Geboren am 14. März 1868 in Lübeck als Sohn eines Arbeiters, verheiratet, protestantisch. Trat im März 1886 in ein preußisches Infanterieregiment ein, nachdem er sich als Freiwilliger für drei Jahre verpflichtet hatte. Im April 1889 wegen schlechter Führung nach Magdeburg versetzt und im Dezember 1889 nach Hamburg entlassen. Arbeitete als Kaiarbeiter im Hafen. Mitglied des 1890 gegründeten "Verbandes der Hafenarbeiter Deutschlands", der zum 1. Januar 1891 seine Arbeit aufnahm. Mitglied der SPD. Vom 1. April 1894 bis 3. August 1896 Beisitzer im Vorstand der Sektion II der Kaiarbeiter (Hamburg-Amerika-Linien). Bekleidete vom 18. Juli 1895 bis 19. Juli 1896 das Amt eines Schriftführers im Hauptvorstand seiner Gewerkschaft. Wahl als Beisitzer in den Vorstand auf der 3. ordentlichen Generalversammlung vom 19. bis 21. Juli 1896 in Bremen. Während des großen Hafenarbeiterstreiks 1896/97 fungierte Rocksien als der unangefochtene Sprecher der Hamburger Kaiarbeiter. Keine Wiederwahl in den Vorstand 1897 in Hamburg. Wahl zum 1. Vorsitzenden der Kaiarbeiter auf einer Versammlung am 4. August 1897, die beide Sektionen der Kaiarbeiter (Staatskai und Hamburg-Amerika-Linie) nach schweren Mitgliederverlusten zusammenlegte. Delegierter auf der 7. ordentlichen Generalversammlung vom 26. bis 31. Januar 1902 in Hamburg, die der Anstellung eines festbesoldeten Redakteurs für den "Hafenarbeiter" zustimmte. (Seit Juli 1900: "Verband der Hafenarbeiter und verwandter Berufsgenossen Deutschlands".)

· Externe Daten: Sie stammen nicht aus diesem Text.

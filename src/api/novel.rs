use actix_web::{delete, get, post, put, web, HttpRequest, HttpResponse};
use serde::Deserialize;

use crate::database;
use crate::database::novel::{NewNovel, NovelChanges};
use crate::error::ApiError;
use crate::AppState;

use super::common;

const MAX_TITLE_BYTES: usize = 256;
const MAX_DESCRIPTION_BYTES: usize = 4096;
const MAX_COVER_URL_BYTES: usize = 1024;

fn validate_new_novel(new: &NewNovel) -> Result<(), ApiError> {
    common::require_non_empty(&new.title, "title")?;
    common::check_max_bytes(&new.title, MAX_TITLE_BYTES, "title")?;
    common::require_non_empty(&new.translator_id, "translator_id")?;
    if let Some(description) = &new.description {
        common::check_max_bytes(description, MAX_DESCRIPTION_BYTES, "description")?;
    }
    if let Some(cover_url) = &new.cover_url {
        common::check_max_bytes(cover_url, MAX_COVER_URL_BYTES, "cover_url")?;
    }
    Ok(())
}

fn validate_changes(changes: &NovelChanges) -> Result<(), ApiError> {
    if let Some(title) = &changes.title {
        common::require_non_empty(title, "title")?;
        common::check_max_bytes(title, MAX_TITLE_BYTES, "title")?;
    }
    if let Some(description) = &changes.description {
        common::check_max_bytes(description, MAX_DESCRIPTION_BYTES, "description")?;
    }
    if let Some(cover_url) = &changes.cover_url {
        common::check_max_bytes(cover_url, MAX_COVER_URL_BYTES, "cover_url")?;
    }
    if let Some(status) = &changes.status {
        common::require_non_empty(status, "status")?;
    }
    Ok(())
}

#[derive(Deserialize)]
struct ListQuery {
    page: Option<i64>,
    limit: Option<i64>,
    translator_id: Option<String>,
    ids: Option<String>,
}

#[get("/novels")]
async fn list_handler(
    req: HttpRequest,
    state: web::Data<AppState>,
    query: web::Query<ListQuery>,
) -> HttpResponse {
    let query = query.into_inner();
    let (offset, limit) = common::page_bounds(query.page, query.limit);
    let ids = match query.ids.as_deref().map(common::parse_ids).transpose() {
        Ok(ids) => ids,
        Err(error) => return common::error_response(req.path(), &error),
    };
    let translator_id = query.translator_id;
    let result = common::with_connection(&state, move |connection| {
        database::novel::list_novels(connection, offset, limit, translator_id, ids)
    })
    .await;
    common::respond(&req, result)
}

#[post("/novels")]
async fn create_handler(
    req: HttpRequest,
    state: web::Data<AppState>,
    payload: web::Json<NewNovel>,
) -> HttpResponse {
    let payload = payload.into_inner();
    if let Err(error) = validate_new_novel(&payload) {
        return common::error_response(req.path(), &error);
    }
    let result = common::with_connection(&state, move |connection| {
        database::novel::create_novel(connection, payload)
    })
    .await;
    common::respond(&req, result)
}

#[get("/novels/{novel_id}")]
async fn get_handler(
    req: HttpRequest,
    state: web::Data<AppState>,
    path: web::Path<i32>,
) -> HttpResponse {
    let novel_id = path.into_inner();
    let result = common::with_connection(&state, move |connection| {
        database::novel::get_novel(connection, novel_id)
    })
    .await;
    common::respond(&req, result)
}

#[put("/novels/{novel_id}")]
async fn update_handler(
    req: HttpRequest,
    state: web::Data<AppState>,
    path: web::Path<i32>,
    payload: web::Json<NovelChanges>,
) -> HttpResponse {
    let novel_id = path.into_inner();
    let payload = payload.into_inner();
    if let Err(error) = validate_changes(&payload) {
        return common::error_response(req.path(), &error);
    }
    let result = common::with_connection(&state, move |connection| {
        database::novel::update_novel(connection, novel_id, payload)
    })
    .await;
    common::respond(&req, result)
}

#[delete("/novels/{novel_id}")]
async fn delete_handler(
    req: HttpRequest,
    state: web::Data<AppState>,
    path: web::Path<i32>,
) -> HttpResponse {
    let novel_id = path.into_inner();
    let result = common::with_connection(&state, move |connection| {
        database::novel::delete_novel(connection, novel_id).map(|_| common::Empty {})
    })
    .await;
    common::respond(&req, result)
}

#[derive(Deserialize)]
struct SearchQuery {
    query: String,
    page: Option<i64>,
    limit: Option<i64>,
}

#[get("/search")]
async fn search_handler(
    req: HttpRequest,
    state: web::Data<AppState>,
    query: web::Query<SearchQuery>,
) -> HttpResponse {
    let query = query.into_inner();
    if let Err(error) = common::require_non_empty(&query.query, "query") {
        return common::error_response(req.path(), &error);
    }
    let (offset, limit) = common::page_bounds(query.page, query.limit);
    let result = common::with_connection(&state, move |connection| {
        database::novel::search_novels(connection, &query.query, offset, limit)
    })
    .await;
    common::respond(&req, result)
}

pub fn configure(cfg: &mut web::ServiceConfig) {
    cfg.service(list_handler)
        .service(create_handler)
        .service(get_handler)
        .service(update_handler)
        .service(delete_handler)
        .service(search_handler);
}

Wahl Rocksiens in die Preßkommission des Verbandes auf der Mitgliederversammlung der Hamburger Organisation am 20. Februar 1902. Im September von der Kaiverwaltung der Hamburg-Amerika-Linie aus fadenscheinigen Gründen entlassen. Rocksien schied Anfang 1903 aus der Preßkommission aus und übernahm am 1. Dezember 1902 - nach der Zustimmung durch Verbandsvorstand und Verbandsausschuß - selbst die Redaktion der Verbandszeitschrift, da der erste besoldete Redakteur, Heinrich Jünger, Geld unterschlagen hatte. Verbandsvorstand und Verbandsausschuß verlängerten indes Rocksiens Probezeit nicht, zu groß waren seine Probleme bei der technischen Herstellung und redaktionellen Betreuung des Blattes. Wahl des hochangesehenen Kaiarbeiters als Beisitzer in den Vorstand durch die Hamburger Mitgliedschaft nach dem 8. Verbandstag vom 22. bis 26. Februar 1904 in Hamburg. Bestätigung im gleichen Amt nach dem 9. Verbandstag vom 26. Februar bis 2. März 1906 in Stettin. In Stettin klagten die Vertreter der Agitationskommission aus Schleswig, Holstein und Lübeck, daß die Hamburger die Betreuung der Mitglieder der "Randbezirke" der gemeinsamen Bezirksorganisation sträflich vernachlässigten. Eine gemeinsame Mitgliederversammlung der Hafenarbeiter Hamburg-Altona entschied sich für die Anstellung eines zweiten Gauleiters zum 1. Juli 1906.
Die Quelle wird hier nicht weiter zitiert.